//! Fixtures shared by handler and router tests.

use std::collections::BTreeMap;
use std::sync::{Arc, Mutex};
use std::time::Duration;

use async_trait::async_trait;
use folio_config::{AdminCredentials, hash_secret};
use folio_core::media::{BlobStore, MediaError, StoredObject, UploadOptions};
use folio_core::session::Session;
use folio_core::store::{StoreResult, Table};
use folio_core::{
    ContentStore, MemoryStore, Query, Row, SessionScope, SharedContentStore,
};
use folio_events::EventBus;
use folio_telemetry::Metrics;

use crate::session::SessionRegistry;
use crate::state::{ApiState, ContentSource};

pub(crate) const ADMIN_EMAIL: &str = "admin@example.com";
pub(crate) const ADMIN_PASSWORD: &str = "correct horse";

/// Blob store kept in memory.
#[derive(Default)]
pub(crate) struct MemoryBlobs {
    objects: Mutex<BTreeMap<String, (Vec<u8>, String)>>,
}

impl MemoryBlobs {
    pub(crate) fn content_type(&self, path: &str) -> Option<String> {
        self.objects
            .lock()
            .expect("lock")
            .get(path)
            .map(|(_, content_type)| content_type.clone())
    }

    pub(crate) fn len(&self) -> usize {
        self.objects.lock().expect("lock").len()
    }
}

#[async_trait]
impl BlobStore for MemoryBlobs {
    async fn upload(
        &self,
        path: &str,
        bytes: &[u8],
        options: &UploadOptions,
    ) -> Result<(), MediaError> {
        let mut objects = self.objects.lock().expect("lock");
        if objects.contains_key(path) && !options.upsert {
            return Err(MediaError::AlreadyExists {
                path: path.to_string(),
            });
        }
        objects.insert(
            path.to_string(),
            (bytes.to_vec(), options.content_type.clone()),
        );
        Ok(())
    }

    fn public_url(&self, path: &str) -> String {
        format!("http://media.test/{path}")
    }

    async fn list(&self) -> Result<Vec<StoredObject>, MediaError> {
        Ok(self
            .objects
            .lock()
            .expect("lock")
            .iter()
            .map(|(path, (bytes, _))| StoredObject {
                path: path.clone(),
                size: bytes.len() as u64,
                url: self.public_url(path),
            })
            .collect())
    }
}

/// Content store that records which tables were read.
pub(crate) struct ReadLog {
    inner: MemoryStore,
    reads: Mutex<Vec<Table>>,
}

impl ReadLog {
    pub(crate) fn over(inner: MemoryStore) -> Self {
        Self {
            inner,
            reads: Mutex::new(Vec::new()),
        }
    }

    pub(crate) fn reads_of(&self, table: Table) -> usize {
        self.reads
            .lock()
            .expect("lock")
            .iter()
            .filter(|read| **read == table)
            .count()
    }

    fn record(&self, query: &Query) {
        self.reads.lock().expect("lock").push(query.table());
    }
}

#[async_trait]
impl ContentStore for ReadLog {
    async fn select(&self, query: &Query) -> StoreResult<Vec<Row>> {
        self.record(query);
        self.inner.select(query).await
    }

    async fn count(&self, query: &Query) -> StoreResult<u64> {
        self.record(query);
        self.inner.count(query).await
    }

    async fn insert(&self, table: Table, row: Row) -> StoreResult<Row> {
        self.inner.insert(table, row).await
    }

    async fn update(&self, query: &Query, patch: Row) -> StoreResult<Vec<Row>> {
        self.inner.update(query, patch).await
    }

    async fn delete(&self, query: &Query) -> StoreResult<u64> {
        self.inner.delete(query).await
    }

    async fn upsert(&self, table: Table, row: Row, conflict: &'static str) -> StoreResult<Row> {
        self.inner.upsert(table, row, conflict).await
    }
}

pub(crate) struct Fixture {
    pub(crate) state: Arc<ApiState>,
    pub(crate) blobs: Arc<MemoryBlobs>,
    pub(crate) events: EventBus,
    pub(crate) metrics: Metrics,
}

impl Fixture {
    /// State over the demo dataset.
    pub(crate) fn demo() -> Self {
        Self::over_store(Arc::new(
            folio_core::demo::demo_store().expect("demo store"),
        ))
    }

    /// Demo state over a custom store.
    pub(crate) fn over_store(store: SharedContentStore) -> Self {
        Self::over(store, Duration::from_secs(3600))
    }

    /// Demo state whose sessions last `ttl`.
    pub(crate) fn with_session_ttl(ttl: Duration) -> Self {
        Self::over(
            Arc::new(folio_core::demo::demo_store().expect("demo store")),
            ttl,
        )
    }

    /// State over an empty store.
    pub(crate) fn empty() -> Self {
        Self::over_store(Arc::new(MemoryStore::new()))
    }

    fn over(store: SharedContentStore, ttl: Duration) -> Self {
        let events = EventBus::with_capacity(64);
        let metrics = Metrics::new().expect("metrics");
        let admin = AdminCredentials {
            email: ADMIN_EMAIL.into(),
            password_hash: hash_secret(ADMIN_PASSWORD).expect("hash"),
        };
        let registry = SessionRegistry::new(
            Some(admin),
            ttl,
            events.clone(),
            metrics.clone(),
        );
        let scope = Arc::new(SessionScope::new(Arc::new(registry), events.clone()));
        let blobs = Arc::new(MemoryBlobs::default());
        let state = ApiState::new(
            ContentSource::Demo,
            store,
            blobs.clone(),
            scope,
            metrics.clone(),
        );
        Self {
            state: Arc::new(state),
            blobs,
            events,
            metrics,
        }
    }

    pub(crate) async fn sign_in(&self) -> Session {
        self.state
            .sessions
            .provider()
            .sign_in(ADMIN_EMAIL, ADMIN_PASSWORD)
            .await
            .expect("sign in")
    }
}
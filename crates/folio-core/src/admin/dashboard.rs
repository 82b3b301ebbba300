//! Dashboard counters and the repository overview.

use std::collections::BTreeMap;

use serde::Serialize;

use super::{AdminError, store_error};
use crate::model::{Goal, Project, StatusVocabulary};
use crate::store::{ContentStore, Direction, Query, Table, from_row};

/// Counters shown on the HQ landing page.
#[derive(Debug, Clone, Default, PartialEq, Eq, Serialize)]
pub struct DashboardCounts {
    /// Projects not tombstoned.
    pub projects: u64,
    /// Skills.
    pub skills: u64,
    /// Goals.
    pub goals: u64,
    /// Tools marked visible.
    pub visible_tools: u64,
    /// How many goals use each status vocabulary.
    pub goal_status_vocabularies: BTreeMap<StatusVocabulary, usize>,
}

impl DashboardCounts {
    /// True when goals mix the admin and public status vocabularies.
    #[must_use]
    pub fn has_status_drift(&self) -> bool {
        self.goal_status_vocabularies.contains_key(&StatusVocabulary::Admin)
            && self.goal_status_vocabularies.contains_key(&StatusVocabulary::Public)
    }
}

/// Collect dashboard counters with count-only queries.
///
/// # Errors
///
/// Returns [`AdminError::Store`] when any query fails.
pub async fn dashboard(store: &dyn ContentStore) -> Result<DashboardCounts, AdminError> {
    let projects = store
        .count(&Query::from(Table::Projects).is_null("deleted_at"))
        .await
        .map_err(store_error("dashboard.projects"))?;
    let skills = store
        .count(&Query::from(Table::Skills))
        .await
        .map_err(store_error("dashboard.skills"))?;
    let visible_tools = store
        .count(&Query::from(Table::Tools).eq("is_visible", true))
        .await
        .map_err(store_error("dashboard.tools"))?;

    let goal_rows = store
        .select(&Query::from(Table::Goals))
        .await
        .map_err(store_error("dashboard.goals"))?;
    let mut goal_status_vocabularies = BTreeMap::new();
    for row in goal_rows.iter().cloned() {
        let goal: Goal = from_row(Table::Goals, row).map_err(store_error("dashboard.goals"))?;
        *goal_status_vocabularies
            .entry(goal.status.vocabulary())
            .or_insert(0) += 1;
    }

    Ok(DashboardCounts {
        projects,
        skills,
        goals: u64::try_from(goal_rows.len()).unwrap_or(u64::MAX),
        visible_tools,
        goal_status_vocabularies,
    })
}

/// Live projects that link a source repository, newest first.
///
/// # Errors
///
/// Returns [`AdminError::Store`] when the query or decode fails.
pub async fn repositories(store: &dyn ContentStore) -> Result<Vec<Project>, AdminError> {
    let rows = store
        .select(
            &Query::from(Table::Projects)
                .is_null("deleted_at")
                .order("created_at", Direction::Desc),
        )
        .await
        .map_err(store_error("repositories.list"))?;
    let mut projects = Vec::with_capacity(rows.len());
    for row in rows {
        let project: Project =
            from_row(Table::Projects, row).map_err(store_error("repositories.decode"))?;
        if project
            .github_url
            .as_deref()
            .is_some_and(|url| !url.trim().is_empty())
        {
            projects.push(project);
        }
    }
    Ok(projects)
}
//! Read-only view models for the public site.
//!
//! # Design
//!
//! - Every part of a page comes from its own query. A failing query is logged
//!   and that part renders its empty/default value; the page itself never
//!   fails.
//! - Hidden sections are omitted from [`HomePage`] entirely. A section with no
//!   configuration row is treated as visible with its default heading.
//! - The demo dataset and a live store render through the same code.

use std::fmt::Display;

use folio_events::EventBus;
use serde::de::DeserializeOwned;
use serde::{Deserialize, Serialize};
use serde_json::{Map, Value};
use tracing::warn;
use uuid::Uuid;

use crate::model::{
    Goal, GoalScope, HeroBadge, NavigationLink, Project, ProjectStatus, ProjectType,
    SectionConfig, SectionName, Skill, SkillLevel, SocialLink, Tool,
};
use crate::settings::{
    HeroSettings, NavbarSettings, ProfileSettings, SettingsDocument, SettingsService,
    SiteMetadata, ThemeSettings,
};
use crate::store::{Direction, Query, SharedContentStore, StoreError, Table, from_row};

/// Projects shown on the home page when the section sets no limit.
pub const DEFAULT_PROJECT_LIMIT: usize = 6;

const fn default_title(name: SectionName) -> &'static str {
    match name {
        SectionName::Hero => "Accueil",
        SectionName::Goals => "Mes Objectifs",
        SectionName::Skills => "Mes Compétences",
        SectionName::Tools => "Mes Outils",
        SectionName::Projects => "Mes Projets",
    }
}

/// Heading and settings of a visible section.
#[derive(Debug, Clone, PartialEq, Serialize)]
pub struct SectionView {
    /// Section identity.
    pub name: SectionName,
    /// Heading.
    pub title: String,
    /// Subtitle.
    pub description: Option<String>,
    /// Render position.
    pub order_index: i32,
    /// Section-specific settings.
    pub settings: Map<String, Value>,
}

impl SectionView {
    fn from_config(config: &SectionConfig) -> Self {
        Self {
            name: config.section_name,
            title: config.display_title.clone(),
            description: config.description.clone(),
            order_index: config.order_index,
            settings: config.settings.clone(),
        }
    }

    fn fallback(name: SectionName, position: usize) -> Self {
        Self {
            name,
            title: default_title(name).to_string(),
            description: None,
            order_index: i32::try_from(position).unwrap_or(i32::MAX),
            settings: Map::new(),
        }
    }

    fn flag(&self, name: &str) -> bool {
        self.settings
            .get(name)
            .and_then(Value::as_bool)
            .unwrap_or(true)
    }

    fn limit(&self, name: &str, default: usize) -> usize {
        self.settings
            .get(name)
            .and_then(Value::as_u64)
            .and_then(|value| usize::try_from(value).ok())
            .unwrap_or(default)
    }
}

/// Navbar content.
#[derive(Debug, Clone, PartialEq, Serialize)]
pub struct NavbarView {
    /// Branding and call to action.
    pub settings: NavbarSettings,
    /// Visible links in order.
    pub links: Vec<NavigationLink>,
}

/// Hero banner content.
#[derive(Debug, Clone, PartialEq, Serialize)]
pub struct HeroView {
    /// Section heading.
    pub section: SectionView,
    /// Banner copy.
    pub settings: HeroSettings,
    /// Owner profile.
    pub profile: ProfileSettings,
    /// Visible badges in order.
    pub badges: Vec<HeroBadge>,
    /// Visible social links in order.
    pub social_links: Vec<SocialLink>,
}

/// Goals split by horizon.
#[derive(Debug, Clone, PartialEq, Serialize)]
pub struct GoalsView {
    /// Section heading.
    pub section: SectionView,
    /// Yearly goals, empty when the section hides them.
    pub yearly: Vec<Goal>,
    /// Monthly goals, empty when the section hides them.
    pub monthly: Vec<Goal>,
}

/// Skills grouped by level.
#[derive(Debug, Clone, PartialEq, Serialize)]
pub struct SkillsView {
    /// Section heading.
    pub section: SectionView,
    /// Mastered skills.
    pub acquired: Vec<Skill>,
    /// Skills being learned.
    pub learning: Vec<Skill>,
    /// Planned skills.
    pub target: Vec<Skill>,
    /// Skills rated by proficiency only.
    pub unleveled: Vec<Skill>,
}

/// Tools cloud.
#[derive(Debug, Clone, PartialEq, Serialize)]
pub struct ToolsView {
    /// Section heading.
    pub section: SectionView,
    /// Visible tools in order.
    pub items: Vec<Tool>,
}

/// Project teaser list.
#[derive(Debug, Clone, PartialEq, Serialize)]
pub struct ProjectsView {
    /// Section heading.
    pub section: SectionView,
    /// Newest projects, up to the section limit.
    pub items: Vec<Project>,
    /// Live projects in total.
    pub total: usize,
    /// Whether the catalog holds more than `items`.
    pub has_more: bool,
}

/// Everything the home page renders.
#[derive(Debug, Clone, PartialEq, Serialize)]
pub struct HomePage {
    /// Document metadata.
    pub metadata: SiteMetadata,
    /// Colors.
    pub theme: ThemeSettings,
    /// Navbar.
    pub navbar: NavbarView,
    /// Visible sections in render order.
    pub sections: Vec<SectionView>,
    /// Hero banner, when visible.
    pub hero: Option<HeroView>,
    /// Goals, when visible.
    pub goals: Option<GoalsView>,
    /// Skills, when visible.
    pub skills: Option<SkillsView>,
    /// Tools, when visible.
    pub tools: Option<ToolsView>,
    /// Projects, when visible.
    pub projects: Option<ProjectsView>,
}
-------------------------
Filter the data above, keeping only lines that include the string "SharedContentStore".

• _Solution for this problem_
    ContentStore, MemoryStore, Query, Row, SessionScope, SharedContentStore,
    pub(crate) fn over_store(store: SharedContentStore) -> Self {
    fn over(store: SharedContentStore, ttl: Duration) -> Self {
use crate::store::{Direction, Query, SharedContentStore, StoreError, Table, from_row};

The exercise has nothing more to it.